Se a TAP entregar este fantástico parque industrial por apenas um euro e assumir a parte trabalhista, estará fazendo um negócio da China. Livrará o contribuinte português de, pelo menos, 100 milhões de euros de tributos e novas dívidas trabalhistas. A grande ironia é que a ordem de parar, dada pelo Comissário Europeu, veio no momento em que chove pedidos. A empresa foi obrigada a recusar a manutenção de 12 aeronaves da GOL, 20 da Latam e não entrou na concorrência de 50 aeronaves da Lufthansa. O único outro centro de manutenção no Brasil é o da Latam, em São Carlos. A empresa mãe está debilitada e o seu processo de decisão está no Chile. Um país que depende da malha aérea não pode deixar de ter o seu próprio centro de manutenção para as nossas aeronaves.
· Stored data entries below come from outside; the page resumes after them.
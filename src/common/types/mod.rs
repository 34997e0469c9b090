/*
 * This file is part of the Obvia ERP.
 *
 * Copyright (C) 2025 Kovács Dávid <kapcsolat@kovacsdavid.dev>
 *
 * This program is free software: you can redistribute it and/or modify
 * it under the terms of the GNU Affero General Public License as published
 * by the Free Software Foundation, either version 3 of the License, or
 * (at your option) any later version.
 *
 * This program is distributed in the hope that it will be useful,
 * but WITHOUT ANY WARRANTY; without even the implied warranty of
 * MERCHANTABILITY or FITNESS FOR A PARTICULAR PURPOSE.  See the
 * GNU Affero General Public License for more details.
 *
 * You should have received a copy of the GNU Affero General Public License
 * along with this program.  If not, see <https://www.gnu.org/licenses/>.
 */

pub(crate) mod action;
pub(crate) mod outcome;
pub(crate) mod resource;
pub(crate) mod severity;
pub(crate) mod tenant_id;
pub(crate) mod value_object;

pub(crate) use action::Action;
pub(crate) use outcome::Outcome;
pub(crate) use resource::Resource;
pub(crate) use severity::Severity;
pub(crate) use tenant_id::TenantId;
pub(crate) use value_object::{ValueObject, ValueObjectable};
O erro mais bobo é achar que o negócio da antiga VEM está ligado ao movimento do esvaziamento do Galeão. São negócios à parte. As aeronaves que passam no aeroporto em trânsito estão em um mundo à parte. O erro do Governo português foi tomar uma decisão unilateral, de forma consumada. Não chamou o Brasil para participar de uma solução para preservar empregos e a tecnologia embarcada. Os mecanismos de financiamento e incentivos poderiam ser usados para manter vivo um ativo nacional de alta tecnologia. Aliás, podem ainda, já que o prazo para o fim da empresa é março de 2022.

Cabe ao Estado do Rio, através do Governador Cláudio Castro, ao chefe da Casa Civil, Nicola Miccione, e, principalmente, ao secretário de Desenvolvimento Econômico, Vinicius Farah, realizar um dever de casa que salve empregos. É usar a mesma força empregada para atrair investimentos, para manter e salvar um que já existe. O Governo Federal, especialmente o ministro Paulo Guedes e o seu secretário Executivo, Marcelo Guaranys (que presidiu a Anac e conhece o tema) podiam tentar uma cartada final. Um cenário já tem: o encerramento. Por que não unir a Firjan, Fecomércio e Associação Comercial e construir um novo? O Rio, quando se une, resolve. A saída pode ser surpreendente e avançar em um cenário inimaginável. É hora de buscar uma.